• _Saved entries_:

+++++

#[cfg(test)]
mod tests {
    use super::*;
    use painmap_core::drawing::BrushSettings;

    fn canvas() -> Pixmap {
        new_pixmap(Size::new(100.0, 100.0)).unwrap()
    }

    fn alpha_at(pixmap: &Pixmap, x: u32, y: u32) -> u8 {
        pixmap.pixel(x, y).map(|p| p.alpha()).unwrap_or(0)
    }

    fn burning() -> StrokeStyle {
        BrushSettings::draw("burning").with_opacity(1.0).stroke_style()
    }

    #[test]
    fn test_new_pixmap_rejects_empty_size() {
        assert!(new_pixmap(Size::new(0.0, 10.0)).is_err());
        assert!(new_pixmap(Size::new(f64::NAN, 10.0)).is_err());
        let pixmap = new_pixmap(Size::new(10.5, 20.0)).unwrap();
        assert_eq!((pixmap.width(), pixmap.height()), (11, 20));
    }

    #[test]
    fn test_transform_matches_affine() {
        let view = Affine::translate((5.0, 7.0)) * Affine::scale(2.0);
        let t = to_transform(view);
        assert_eq!((t.sx, t.sy, t.tx, t.ty), (2.0, 2.0, 5.0, 7.0));
    }

    #[test]
    fn test_stroke_paints_quality_color() {
        let mut pixmap = canvas();
        let points = [Point::new(10.0, 50.0), Point::new(90.0, 50.0)];
        draw_stroke(&mut pixmap, &points, &burning(), Affine::IDENTITY);
        let pixel = pixmap.pixel(50, 50).unwrap().demultiply();
        assert_eq!((pixel.red(), pixel.green(), pixel.blue(), pixel.alpha()), (0xef, 0x44, 0x44, 255));
        assert_eq!(alpha_at(&pixmap, 50, 10), 0);
    }

    #[test]
    fn test_opacity_scales_alpha() {
        let mut pixmap = canvas();
        let style = BrushSettings::draw("burning").stroke_style();
        draw_stroke(&mut pixmap, &[Point::new(10.0, 50.0), Point::new(90.0, 50.0)], &style, Affine::IDENTITY);
        let alpha = alpha_at(&pixmap, 50, 50);
        assert!((175..=181).contains(&alpha), "alpha {alpha}");
    }

    #[test]
    fn test_single_point_is_a_dot() {
        let mut pixmap = canvas();
        draw_stroke(&mut pixmap, &[Point::new(50.0, 50.0)], &burning(), Affine::IDENTITY);
        assert_eq!(alpha_at(&pixmap, 50, 50), 255);
        assert_eq!(alpha_at(&pixmap, 50, 60), 0);
    }

    #[test]
    fn test_erase_clears_painted_area() {
        let mut pixmap = canvas();
        let line = [Point::new(10.0, 50.0), Point::new(90.0, 50.0)];
        draw_stroke(&mut pixmap, &line, &burning(), Affine::IDENTITY);
        assert_eq!(alpha_at(&pixmap, 50, 50), 255);

        let eraser = BrushSettings::erase().with_brush_size(30.0).stroke_style();
        draw_stroke(&mut pixmap, &[Point::new(40.0, 50.0), Point::new(60.0, 50.0)], &eraser, Affine::IDENTITY);
        assert_eq!(alpha_at(&pixmap, 50, 50), 0);
        assert_eq!(alpha_at(&pixmap, 15, 50), 255);
    }

    #[test]
    fn test_view_transform_moves_strokes() {
        let mut pixmap = canvas();
        let view = Affine::translate((20.0, 0.0));
        draw_stroke(&mut pixmap, &[Point::new(10.0, 10.0)], &burning(), view);
        assert_eq!(alpha_at(&pixmap, 10, 10), 0);
        assert_eq!(alpha_at(&pixmap, 30, 10), 255);
    }

    #[test]
    fn test_annotations_drawn_above_erase() {
        let mut pixmap = canvas();
        let mut data = DrawingData::new();
        data.annotations.push(Annotation::symbol(Point::new(50.0, 50.0), SymbolType::Star, "#3b82f6"));
        let eraser = BrushSettings::erase().with_brush_size(50.0).stroke_style();
        data.paths.push(DrawingPath::from_points(
            &[Point::new(0.0, 50.0), Point::new(100.0, 50.0)],
            &eraser,
        ));
        draw_snapshot(&mut pixmap, &data, Affine::IDENTITY);
        let pixel = pixmap.pixel(50, 50).unwrap().demultiply();
        assert_eq!((pixel.red(), pixel.green(), pixel.blue()), (0x3b, 0x82, 0xf6));
    }

    #[test]
    fn test_each_symbol_marks_its_anchor() {
        for symbol in SymbolType::ALL {
            let mut pixmap = canvas();
            let ann = Annotation::symbol(Point::new(50.0, 50.0), symbol, "#000000");
            draw_annotation(&mut pixmap, &ann, Affine::IDENTITY);
            let painted = (40..=60).any(|y| alpha_at(&pixmap, 50, y) > 0);
            assert!(painted, "{symbol:?} left no pixels");
        }
    }

    #[test]
    fn test_arrow_head_at_end_point() {
        let mut pixmap = canvas();
        let ann = Annotation::arrow(Point::new(10.0, 50.0), Point::new(80.0, 50.0), "#000000");
        draw_annotation(&mut pixmap, &ann, Affine::IDENTITY);
        // The head is wider than the 3px shaft.
        assert!(alpha_at(&pixmap, 72, 53) > 0);
        assert_eq!(alpha_at(&pixmap, 20, 53), 0);
    }

    #[test]
    fn test_incomplete_annotations_are_skipped() {
        let mut pixmap = canvas();
        let mut arrow = Annotation::arrow(Point::new(10.0, 10.0), Point::new(80.0, 80.0), "#000000");
        arrow.end_x = None;
        draw_annotation(&mut pixmap, &arrow, Affine::IDENTITY);
        draw_annotation(&mut pixmap, &Annotation::text(Point::new(10.0, 10.0), ""), Affine::IDENTITY);
        assert!(pixmap.data().iter().all(|b| *b == 0));
    }

    #[test]
    fn test_text_label_drawn_after_anchor() {
        let mut pixmap = canvas();
        draw_annotation(&mut pixmap, &Annotation::text(Point::new(10.0, 50.0), "sore"), Affine::IDENTITY);
        assert_eq!(alpha_at(&pixmap, 20, 46), 255);
        assert_eq!(alpha_at(&pixmap, 60, 46), 0);
    }
}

+++++

• _Task requirements_: Go through the lines above and copy any that contain "green".

• _Response to the task_:
        assert_eq!((pixel.red(), pixel.green(), pixel.blue(), pixel.alpha()), (0xef, 0x44, 0x44, 255));
        assert_eq!((pixel.red(), pixel.green(), pixel.blue()), (0x3b, 0x82, 0xf6));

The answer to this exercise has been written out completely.